Jeffreys’ lab set about doing the world’s first golden eagle paternity test. They found out that the birds were in fact all one family group, and in an instant, the man went from a potential wildlife criminal to a wildlife hero as the first person ever to breed these majestic birds in captivity! 

Wildlife crime might seem low down the list of international criminal priorities, but it actually has huge financial and environmental impact globally. This is particularly pressing given that illegal wildlife trafficking increases the chances of transmission of novel pathogens like viruses from animals to humans.

There are plenty of uses for genetic fingerprinting in conservation too - whether that’s figuring out the family relationships of wild or captive animals to keep an eye on inbreeding, or just monitoring and studying wild populations by looking at the traces of DNA they leave behind in their droppings.

The applications of genetic fingerprinting are almost endless.
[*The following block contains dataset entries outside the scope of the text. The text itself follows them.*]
//! Shared types for the agent core.
//!
//! Transcript messages, tool call requests/results, permission decisions,
//! confirmation and audit types used across the session, dispatcher and
//! budget manager.

use serde::{Deserialize, Serialize};

use crate::tools::ToolOutput;

// ─── Roles ──────────────────────────────────────────────────────────────────

/// Who authored a transcript message.
#[derive(Debug, Clone, Copy, PartialEq, Eq, Serialize, Deserialize)]
#[serde(rename_all = "lowercase")]
pub enum Role {
    User,
    Assistant,
    Tool,
}

// ─── Tool Calls ─────────────────────────────────────────────────────────────

/// A structured request, emitted by the model, to invoke a named tool.
///
/// Consumed exactly once by the dispatcher and never mutated afterwards.
#[derive(Debug, Clone, PartialEq, Serialize, Deserialize)]
pub struct ToolCallRequest {
    /// Call ID generated by the model response.
    pub id: String,
    /// Registered tool name.
    pub name: String,
    /// Argument mapping (expected to be a JSON object).
    pub arguments: serde_json::Value,
}

/// Outcome of executing (or refusing) one tool call.
#[derive(Debug, Clone, Serialize, Deserialize)]
pub struct ToolResult {
    /// Back-reference to the request this result answers.
    pub call_id: String,
    /// Tool that was requested.
    pub tool_name: String,
    /// Output payload shown to the model.
    pub output: ToolOutput,
    /// Whether the tool ran and succeeded.
    pub success: bool,
    /// Wall-clock duration of the dispatch (ms).
    pub duration_ms: u64,
}

impl ToolResult {
    /// Build a failed result carrying an explanatory message.
    pub fn failure(call: &ToolCallRequest, message: impl Into<String>, duration_ms: u64) -> Self {
        Self {
            call_id: call.id.clone(),
            tool_name: call.name.clone(),
            output: ToolOutput::Text(message.into()),
            success: false,
            duration_ms,
        }
    }

    /// Text the model sees for this result.
    pub fn model_text(&self) -> String {
        self.output.model_text()
    }
}

// ─── Messages ───────────────────────────────────────────────────────────────

/// The payload of a transcript message, before the store stamps it.
#[derive(Debug, Clone, Serialize, Deserialize)]
pub struct MessageBody {
    pub role: Role,
    /// Free text (user prompt, assistant reply, compaction summary).
    pub text: Option<String>,
    /// Tool calls requested by an assistant message.
    #[serde(default, skip_serializing_if = "Vec::is_empty")]
    pub tool_calls: Vec<ToolCallRequest>,
    /// For `tool` role: the result being reported.
    #[serde(default, skip_serializing_if = "Option::is_none")]
    pub tool_result: Option<ToolResult>,
    /// Inserted by the runtime (compaction summary, subtask result).
    #[serde(default)]
    pub synthetic: bool,
}

impl MessageBody {
    /// A user prompt.
    pub fn user(text: impl Into<String>) -> Self {
        Self {
            role: Role::User,
            text: Some(text.into()),
            tool_calls: Vec::new(),
            tool_result: None,
            synthetic: false,
        }
    }

    /// A plain assistant reply.
    pub fn assistant(text: impl Into<String>) -> Self {
        Self {
            role: Role::Assistant,
            text: Some(text.into()),
            tool_calls: Vec::new(),
            tool_result: None,
            synthetic: false,
        }
    }

    /// An assistant turn that requests tool calls (optionally with text).
    pub fn assistant_tool_calls(text: Option<String>, calls: Vec<ToolCallRequest>) -> Self {
        Self {
            role: Role::Assistant,
            text,
            tool_calls: calls,
            tool_result: None,
            synthetic: false,
        }
    }

    /// A tool result message.
    pub fn tool(result: ToolResult) -> Self {
        Self {
            role: Role::Tool,
            text: None,
            tool_calls: Vec::new(),
            tool_result: Some(result),
            synthetic: false,
        }
    }

    /// A runtime-authored assistant message.
    pub fn synthetic(text: impl Into<String>) -> Self {
        Self {
            role: Role::Assistant,
            text: Some(text.into()),
            tool_calls: Vec::new(),
            tool_result: None,
            synthetic: true,
        }
    }
}

/// A message stored in the transcript. Immutable once appended.
#[derive(Debug, Clone, Serialize, Deserialize)]
pub struct Message {
    /// Sequence number assigned at append; increases with position and
    /// survives compaction. A compaction summary takes the first ordinal it
    /// replaces.
    pub ordinal: u64,
    /// ISO 8601 timestamp.
    pub timestamp: String,
    /// Estimated token count for this message.
    pub token_count: u32,
    pub body: MessageBody,
}

impl Message {
    pub fn role(&self) -> Role {
        self.body.role
    }

    pub fn text(&self) -> Option<&str> {
        self.body.text.as_deref()
    }

    pub fn tool_calls(&self) -> &[ToolCallRequest] {
        &self.body.tool_calls
    }

    pub fn tool_result(&self) -> Option<&ToolResult> {
        self.body.tool_result.as_ref()
    }

    pub fn is_synthetic(&self) -> bool {
        self.body.synthetic
    }
}

// ─── Permission Decisions ───────────────────────────────────────────────────

/// Result of evaluating a tool call against the permission policy.
#[derive(Debug, Clone, PartialEq, Eq, Serialize, Deserialize)]
#[serde(tag = "decision", rename_all = "snake_case")]
pub enum PermissionDecision {
    Allow { reason: String },
    Deny { reason: String },
    RequireConfirmation { reason: String },
}

impl PermissionDecision {
    pub fn allow(reason: impl Into<String>) -> Self {
        Self::Allow {
            reason: reason.into(),
        }
    }

    pub fn deny(reason: impl Into<String>) -> Self {
        Self::Deny {
            reason: reason.into(),
        }
    }

    pub fn confirm(reason: impl Into<String>) -> Self {
        Self::RequireConfirmation {
            reason: reason.into(),
        }
    }

    pub fn reason(&self) -> &str {
        match self {
            Self::Allow { reason } | Self::Deny { reason } | Self::RequireConfirmation { reason } => {
                reason
            }
        }
    }
}

// ─── Confirmation ───────────────────────────────────────────────────────────

/// Request sent to the confirmation channel.
#[derive(Debug, Clone, Serialize, Deserialize)]
#[serde(rename_all = "camelCase")]
pub struct ConfirmationRequest {
    /// Unique request ID for matching responses.
    pub request_id: String,
    /// Session that issued the request.
    pub session_id: String,
    /// The tool being called.
    pub tool_name: String,
    /// The arguments to the tool.
    pub arguments: serde_json::Value,
    /// Human-readable preview of what will happen.
    pub preview: String,
    /// Why the gate asked for confirmation.
    pub reason: String,
}

/// Response from the confirmation channel.
#[derive(Debug, Clone, Copy, PartialEq, Eq, Serialize, Deserialize)]
#[serde(tag = "type", rename_all = "camelCase")]
pub enum ConfirmationResponse {
    /// Allow this call only.
    Confirmed,
    /// Allow matching calls for the rest of the session.
    ConfirmedForSession,
    /// Allow matching calls permanently.
    ConfirmedAlways,
    /// Refuse the call.
    Rejected,
}

// ─── Audit Log ──────────────────────────────────────────────────────────────

/// A single entry in the tool execution audit log.
#[derive(Debug, Clone, Serialize, Deserialize)]
pub struct AuditEntry {
    /// Auto-incremented row ID.
    pub id: i64,
    /// Session this entry belongs to.
    pub session_id: String,
    /// ISO 8601 timestamp.
    pub timestamp: String,
    /// Operation kind (the tool name).
    pub operation: String,
    /// Target of the operation (path, command, or argument preview).
    pub target: String,
    /// Outcome.
    pub status: AuditStatus,
    /// Extra detail: error text, denial reason, backup path.
    pub detail: Option<String>,
    /// How long the dispatch took (ms).
    pub execution_time_ms: u64,
}

/// Input for a new audit entry (no DB fields).
#[derive(Debug, Clone)]
pub struct NewAuditEntry {
    pub session_id: String,
    pub operation: String,
    pub target: String,
    pub status: AuditStatus,
    pub detail: Option<String>,
    pub execution_time_ms: u64,
}

/// Status of a tool dispatch in the audit log.
#[derive(Debug, Clone, Copy, PartialEq, Eq, Serialize, Deserialize)]
#[serde(rename_all = "snake_case")]
pub enum AuditStatus {
    /// Tool executed successfully.
    Success,
    /// Tool ran and failed (error, panic, timeout).
    Error,
    /// Blocked by the permission gate.
    Denied,
    /// Confirmation refused or timed out.
    RejectedByUser,
}

impl AuditStatus {
    /// Convert to database string representation.
    pub fn as_str(&self) -> &'static str {
        match self {
            AuditStatus::Success => "success",
            AuditStatus::Error => "error",
            AuditStatus::Denied => "denied",
            AuditStatus::RejectedByUser => "rejected_by_user",
        }
    }

    /// Parse from database string representation.
    pub fn parse(s: &str) -> Self {
        match s {
            "success" => AuditStatus::Success,
            "denied" => AuditStatus::Denied,
            "rejected_by_user" => AuditStatus::RejectedByUser,
            _ => AuditStatus::Error,
        }
    }
}

// ─── Usage Counters ─────────────────────────────────────────────────────────

/// Per-session resource usage, merged from subtasks into their parent.
#[derive(Debug, Clone, Default, PartialEq, Serialize, Deserialize)]
pub struct UsageCounters {
    pub llm_calls: u64,
    pub input_tokens: u64,
    pub output_tokens: u64,
    pub cost_usd: f64,
    pub tool_calls: u64,
}

impl UsageCounters {
    /// Add another session's counters into this one.
    pub fn merge(&mut self, other: &UsageCounters) {
        self.llm_calls += other.llm_calls;
        self.input_tokens += other.input_tokens;
        self.output_tokens += other.output_tokens;
        self.cost_usd += other.cost_usd;
        self.tool_calls += other.tool_calls;
    }

    pub fn total_tokens(&self) -> u64 {
        self.input_tokens + self.output_tokens
    }
}

// ─── Tests ──────────────────────────────────────────────────────────────────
Today it’s used in agriculture, medicine, biodiversity research, and much, much more. DNA profiling has confirmed the identities of remains of the great and the not-so-great, from the murdered Russian Romanov dynasty to the infamous Nazi Josef Mengele. 

Jeffreys’ Leicester colleague Turi King confirmed that the skeleton in a local car park was likely to be Richard the Third - and you can hear more about that story in episode 7 or our recent miniseries, New Light on Old Britons. 

Genetic fingerprinting has solved horrific crimes and exonerated innocent prisoners. It was used to confirm that Dolly the sheep was a true clone, and is being put to work proving the pedigree (or otherwise) of prize puppies and other valuable animals. There are even ‘poo-printing’ services that use DNA profiling to identify dogs with irresponsible owners who persistently fail to scoop that poop. 

Unsurprisingly, Jeffreys has received many honours and awards all over the world. But the strangest recognition by far is from Sir Alexander Fleming College, a British school in Trujillo, Peru, which has named one of its houses after him, complete with DNA-based headbands. It’s not exactly a Nobel Prize, but it’s certainly an original way to celebrate the inventor behind one of the most important and powerful techniques in genetics. Go Jeffreys!